/Cega

Spot Finder for Live Cell Microscopy Data, leverages temporal information to identify diffraction limited particles in noisy data

Primary LanguageMATLABGNU General Public License v3.0GPL-3.0

Cega: A Single Particle Segmentation Algorithm to Identify Moving Particles in a Noisy System

Spot Finder for Live Cell Microscopy Data, leverages temporal information to identify diffraction limited particles in noisy data

The MATLAB code is the most recent version of Ce:ga as used in the manuscript.

The PYTHON code is provided for portability purposes, but is not current with the changes in the MATLAB code.

To use the MATLAB version,

put cega.m in your path.
Then call the function as [coordinates, filterMoivies] = cega( movie, ConnectivityThreshold, windowLength, sigmas, KLThreshold)
Where:

   - Movie is your gain corrected movie data

   - ConnectivityThreshold is usually set to around 0.1 or lower, its a threshold for adjacent pixels to denoise the filter 

   - windowLength is the length of the temporal median filter, we used 31 for our movies

   - sigmas are the standard deviations of the LoG filter, we used 1 and 1.5, but you can use any arbitrary number of scales

   - KLThreshold is the threshold of the KL divergence of the sum of pixels in a 3x3 pixel neighborhood about the max pixel

Try out testCega.m, it will plot the results of cega.m in matlab for you.
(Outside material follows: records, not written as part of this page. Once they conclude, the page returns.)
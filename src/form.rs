//! Form submission: validate, then save through the entity store.

use crate::resource::Resource;
use crate::store::EntityStore;
use tracing::warn;
use validator::{Validate, ValidationErrors};

#[derive(Debug, Clone, PartialEq, Eq)]
pub enum SubmitOutcome {
    Saved,
    /// Validation failed; nothing was sent.
    Rejected(String),
    /// The request failed; the store has already toasted and recorded it.
    Failed(String),
}

impl SubmitOutcome {
    pub fn is_saved(&self) -> bool {
        matches!(self, SubmitOutcome::Saved)
    }
}

/// First validation message in display order.
pub fn validate_form<R: Resource>(form: &R::Form) -> Result<(), String> {
    form.validate()
        .map_err(|errors| first_message(&errors, R::FORM_FIELDS))
}

/// Message of the first failing field in `order`, falling back to any
/// message when none of the listed fields failed.
pub fn first_message(errors: &ValidationErrors, order: &[&str]) -> String {
    let fields = errors.field_errors();
    let in_order = order.iter().find_map(|name| {
        fields.iter().find_map(|(key, field_errors)| {
            let key: &str = key.as_ref();
            if key == *name {
                field_errors.iter().find_map(|e| e.message.as_ref())
            } else {
                None
            }
        })
    });

    in_order
        .or_else(|| {
            fields
                .values()
                .flat_map(|field_errors| field_errors.iter())
                .find_map(|e| e.message.as_ref())
        })
        .map(|message| message.to_string())
        .unwrap_or_else(|| "Please fill in all required fields".to_string())
}

/// Validate `form`, toasting the first message on failure, then create or
/// update through `store`.
pub async fn submit_form<R: Resource>(store: &EntityStore<R>, form: &R::Form) -> SubmitOutcome {
    if let Err(message) = validate_form::<R>(form) {
        warn!("{} form rejected: {}", R::LABEL, message);
        store.notifier().error(&message);
        return SubmitOutcome::Rejected(message);
    }

    match store.save(form).await {
        Ok(()) => SubmitOutcome::Saved,
        Err(err) => SubmitOutcome::Failed(err.to_string()),
    }
}

#[cfg(test)]
mod tests {
    use super::*;
    use crate::resources::{Customers, Inventory, SalesOrders};
    use common::{CustomerForm, InventoryForm, SalesOrderForm};

    #[test]
    fn test_first_missing_field_in_display_order() {
        let form = CustomerForm {
            name: "Acme".into(),
            ..CustomerForm::default()
        };
        assert_eq!(
            validate_form::<Customers>(&form),
            Err("Customer organization is required".to_string())
        );

        let empty = CustomerForm::default();
        assert_eq!(
            validate_form::<Customers>(&empty),
            Err("Customer name is required".to_string())
        );
    }

    #[test]
    fn test_numeric_and_nested_rules() {
        let mut form = InventoryForm::with_sku("INV-1234");
        form.barcode = "4800001".into();
        form.aircon_model_number = "FTKC25".into();
        form.aircon_name = "Daikin".into();
        form.hp = "1.0".into();
        form.type_of_aircon = "split".into();
        form.indoor_outdoor_unit = "indoor".into();
        assert_eq!(
            validate_form::<Inventory>(&form),
            Err("Quantity must be greater than 0".to_string())
        );

        let order = SalesOrderForm {
            project_id: "p1".into(),
            customer_id: "c1".into(),
            ..SalesOrderForm::default()
        };
        assert_eq!(
            validate_form::<SalesOrders>(&order),
            Err("Please add at least one item".to_string())
        );
    }
}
Other MATLAB files of interest:

findSpots.m, the spot finder we used to compare with Cega, basically the LoG filter without the KL divergence step.

cegaSim.m, convert your real data into a simulation with ground truth values. Just run the file, it will do the rest.
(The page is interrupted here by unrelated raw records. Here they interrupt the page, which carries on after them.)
use yew::prelude::*;
use yew_router::prelude::*;

mod components;
mod pages;
mod platform;
pub mod api_client;
pub mod common;
pub mod hooks;
pub mod services;
pub mod settings;

use common::toast::ToastProvider;
use components::guard::{Guarded, PublicOnly};
use components::layout::layout::Layout;
use pages::customers::CustomersPage;
use pages::delivery_receipts::DeliveryReceiptsPage;
use pages::inventory::InventoryPage;
use pages::login::LoginPage;
use pages::projects::ProjectsPage;
use pages::purchase_orders::PurchaseOrdersPage;
use pages::receiving_reports::ReceivingReportsPage;
use pages::sales_invoices::SalesInvoicesPage;
use pages::sales_orders::SalesOrdersPage;
use pages::suppliers::SuppliersPage;
use services::ServicesProvider;

#[derive(Debug, Clone, Routable, PartialEq)]
pub enum Route {
    #[at("/")]
    Login,
    #[at("/customers")]
    Customers,
    #[at("/projects")]
    Projects,
    #[at("/sales-orders")]
    SalesOrders,
    #[at("/purchase-orders")]
    PurchaseOrders,
    #[at("/suppliers")]
    Suppliers,
    #[at("/inventory")]
    Inventory,
    #[at("/receiving-reports")]
    ReceivingReports,
    #[at("/delivery-receipts")]
    DeliveryReceipts,
    #[at("/sales-invoices")]
    SalesInvoices,
    #[not_found]
    #[at("/404")]
    NotFound,
}

fn guarded(title: &str, page: Html) -> Html {
    html! {
        <Guarded>
            <Layout title={title.to_string()}>{page}</Layout>
        </Guarded>
    }
}

fn switch(routes: Route) -> Html {
    log::debug!("Routing to: {:?}", routes);
    match routes {
        Route::Login => {
            log::trace!("Rendering Login page");
            html! { <PublicOnly><LoginPage /></PublicOnly> }
        }
        Route::Customers => guarded("Customers", html! { <CustomersPage /> }),
        Route::Projects => guarded("Projects", html! { <ProjectsPage /> }),
        Route::SalesOrders => guarded("Sales Orders", html! { <SalesOrdersPage /> }),
        Route::PurchaseOrders => guarded("Purchase Orders", html! { <PurchaseOrdersPage /> }),
        Route::Suppliers => guarded("Suppliers", html! { <SuppliersPage /> }),
        Route::Inventory => guarded("Inventory", html! { <InventoryPage /> }),
        Route::ReceivingReports => guarded("Receiving Reports", html! { <ReceivingReportsPage /> }),
        Route::DeliveryReceipts => guarded("Delivery Receipts", html! { <DeliveryReceiptsPage /> }),
        Route::SalesInvoices => guarded("Sales Invoices", html! { <SalesInvoicesPage /> }),
        Route::NotFound => {
            log::warn!("404 - Route not found");
            guarded("404", html! { <h1 class="text-2xl font-bold">{"404 Not Found"}</h1> })
        }
    }
}

#[function_component(App)]
pub fn app() -> Html {
    let toast_duration_ms = settings::get_settings().api.toast_duration_ms;

    html! {
        <ToastProvider duration_ms={toast_duration_ms}>
            <ServicesProvider>
                <BrowserRouter>
                    <Switch<Route> render={switch} />
                </BrowserRouter>
            </ServicesProvider>
        </ToastProvider>
    }
}

#[wasm_bindgen::prelude::wasm_bindgen(start)]
pub fn run_app() {
    // Initialize settings first
    settings::init_settings();

    // Initialize logger with settings
    let settings = settings::get_settings();
    wasm_logger::init(wasm_logger::Config::new(settings.log_level));

    log::info!("=== Polaris Dashboard Starting ===");
    log::info!("Application settings: {:?}", settings);
    log::debug!("API base URL: {}", settings.api_base_url());
    log::debug!("Debug mode: {}", settings.debug_mode);

    log::trace!("Initializing Yew renderer");
    yew::Renderer::<App>::new().render();
    log::info!("Application initialized successfully");
}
motorSim.m, cegaSim as a class object so you can imbed it into fancier scripts (used in scoreCega.m).

scoreCega.m, script to get the Jaccard Index between Cega and the Spot Finder

   - lap.m, mexlap.m and all the .mex files are needed by scoreCega.m (linear assignment problem code)

To use the PYTHON version

cega.py , run it and it will make the filter movies as well as the coordinates in a dictionary. The python version does not have a final thresholding step (The KLThresh function) on the spot candidates.

motorSim.py, same as motorSim.m, a class object for generating molecular motor simulations

Test data

the data folder contains 2 tifs that are representative samples of the data in the associated paper. The gain and offset parameters are defined in the testCega.m file for these files. Should you choose to use your own tiffs, you should modify the gain and offset parameters accordingly.